- Directed by: A. Govindamoorthy
- Produced by: S. Ambedkumar Ranjiv Menon
- Starring: Senthil Kumar Ishaara Nair Jagan
- Cinematography: Vijay
- Music by: Vijay Ebenezer
- Production company: Arasoor Movies
- Release date: 11 July 2014;
- Country: India
- Language: Tamil

= Pappali =

2014 Indian film by A. Govindamoorthy

Pappali is a 2014 Indian Tamil-language film directed by A. Govindamoorthy. It stars Senthil Kumar and Ishaara Nair in the lead roles, while Saranya Ponvannan, Singampuli and Jagan play supporting roles. The film, with music composed by Vijay Ebenezer, was released on 11 July 2014.

==Cast==
- Senthil Kumar as Karthik
- Ishaara Nair as Subbalakshmi
- Jagan
- Ilavarasu
- Saranya Ponvannan
- Singampuli
- Aadukalam Naren
- Nirosha

==Production==
Govindamurthy, who had previously directed Karuppusamy Kuththagaithaarar (2007) and Vedigundu Murugesan (2009), approached the producers with a script and they readily agreed to produce the venture after listening to his narration. He revealed that the team signed on Senthil Kumar and Ishara Nair to work on the film, as the team could not afford bigger stars and could not afford to wait for their dates.

==Soundtrack==
Soundtrack was composed by Vijay Ebenezer.

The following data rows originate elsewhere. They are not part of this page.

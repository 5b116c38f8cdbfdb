//! Phrase cloud layout. Each complete response is one phrase (no tokenisation), shown in
//! upper case and sized by frequency. Positions and rotations come from a fixed-seed PRNG so
//! identical input always yields the same picture.

use palette::{Clamp, FromColor, Mix, Oklab, Srgb};
use rand::{Rng, SeedableRng, rngs::StdRng};

use crate::services::aggregation::{frequency_table, rank};

/// Maximum number of phrases laid out.
pub const MAX_PHRASES: usize = 20;
const LAYOUT_SEED: u64 = 42;

/// Viridis anchor stops, evenly spaced over `[0, 1]`.
const VIRIDIS: [(u8, u8, u8); 5] = [
    (0x44, 0x01, 0x54),
    (0x3b, 0x52, 0x8b),
    (0x21, 0x91, 0x8c),
    (0x5e, 0xc9, 0x62),
    (0xfd, 0xe7, 0x25),
];

/// Phrase rotation in degrees.
#[derive(Debug, Clone, Copy, PartialEq, Eq)]
pub enum Rotation {
    Horizontal,
    Vertical,
}

impl Rotation {
    pub fn degrees(self) -> u16 {
        match self {
            Rotation::Horizontal => 0,
            Rotation::Vertical => 90,
        }
    }
}

/// One phrase with everything a frontend needs to draw it.
#[derive(Debug, Clone, PartialEq)]
pub struct PlacedPhrase {
    pub text: String,
    pub count: usize,
    pub font_size: u32,
    /// Horizontal centre in `[0, 1)`.
    pub x: f64,
    /// Vertical centre in `[0, 1)`.
    pub y: f64,
    pub rotation: Rotation,
    /// `#rrggbb` colour sampled from the viridis scale.
    pub color: String,
}

/// Laid-out phrase cloud, most frequent phrase first.
#[derive(Debug, Clone, PartialEq)]
pub struct PhraseCloud {
    pub phrases: Vec<PlacedPhrase>,
}

/// Build the phrase cloud for `responses`, or `None` when no phrase qualifies.
pub fn build<S: AsRef<str>>(responses: &[S]) -> Option<PhraseCloud> {
    let phrases: Vec<String> = responses
        .iter()
        .map(|response| response.as_ref().trim().to_uppercase())
        .filter(|phrase| !phrase.is_empty())
        .collect();

    let mut ranked = rank(frequency_table(&phrases));
    ranked.truncate(MAX_PHRASES);
    if ranked.is_empty() {
        return None;
    }

    let mut position_rng = StdRng::seed_from_u64(LAYOUT_SEED);
    let positions: Vec<(f64, f64)> = ranked
        .iter()
        .map(|_| (position_rng.random::<f64>(), position_rng.random::<f64>()))
        .collect();

    let mut rotation_rng = StdRng::seed_from_u64(LAYOUT_SEED);
    let colors = viridis_samples(ranked.len());

    let phrases = ranked
        .into_iter()
        .zip(positions)
        .zip(colors)
        .map(|((entry, (x, y)), color)| PlacedPhrase {
            font_size: font_size(entry.count),
            text: entry.response,
            count: entry.count,
            x,
            y,
            rotation: if rotation_rng.random_bool(0.5) {
                Rotation::Vertical
            } else {
                Rotation::Horizontal
            },
            color,
        })
        .collect();

    Some(PhraseCloud { phrases })
}

/// Font size for a phrase seen `count` times. Small phrases get +4, larger ones +8.
pub fn font_size(count: usize) -> u32 {
    let count = u32::try_from(count).unwrap_or(u32::MAX);
    let base = count.saturating_mul(5).saturating_add(20);
    if base <= 25 {
        (base + 4).min(54)
    } else {
        base.saturating_add(8).min(58)
    }
}

/// Sample the viridis scale at `n` evenly spaced points, first point at the dark end.
pub fn viridis_samples(n: usize) -> Vec<String> {
    (0..n)
        .map(|i| {
            #[allow(clippy::cast_precision_loss)]
            let t = if n > 1 {
                i as f32 / (n - 1) as f32
            } else {
                0.0
            };
            rgb_hex(viridis(t))
        })
        .collect()
}

/// Interpolate the viridis anchors in Oklab at `t ∈ [0, 1]`.
fn viridis(t: f32) -> Srgb {
    let t = t.clamp(0.0, 1.0);
    let segments = VIRIDIS.len() - 1;
    #[allow(clippy::cast_precision_loss)]
    let scaled = t * segments as f32;
    #[allow(clippy::cast_possible_truncation, clippy::cast_sign_loss)]
    let index = scaled.floor() as usize;
    if index >= segments {
        return anchor(segments);
    }
    #[allow(clippy::cast_precision_loss)]
    let local = scaled - index as f32;
    if local <= 0.0 {
        return anchor(index);
    }

    let from = Oklab::from_color(anchor(index));
    let to = Oklab::from_color(anchor(index + 1));
    Srgb::from_color(from.mix(to, local)).clamp()
}

/// Anchor stops are returned untouched so both ends of the scale stay exact.
fn anchor(index: usize) -> Srgb {
    let (r, g, b) = VIRIDIS[index];
    Srgb::new(r, g, b).into_format()
}

#[inline]
fn rgb_hex(c: Srgb) -> String {
    let c: Srgb<u8> = c.into_format();
    format!("#{:02x}{:02x}{:02x}", c.red, c.green, c.blue)
}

The songs of the film were released in March 2014.
- Bus stoppile - Velumurugan
- Kaalam Namadhu - M. L. R. Karthikeyan
- Nee En Aruge - Karthik, Shweta Mohan
- Manaivi Veettil - Magizhini Manimaran, Aranai Natrajan
- Ethethi - Ranjith, Harini

==Release and reception==
The film opened to poor reviews in July 2014, with a critic from Sify noting that the film "is a crude and crass comedy laced with sentiments", adding the "film lacks technical finesse and is difficult to sit through". The New Indian Express wrote "The first half with its crude comedy, jarring at times, leads one to believe that the film would be a mindless comic caper. But the latter part makes up for it, taking a total about-turn" praising the message of the film.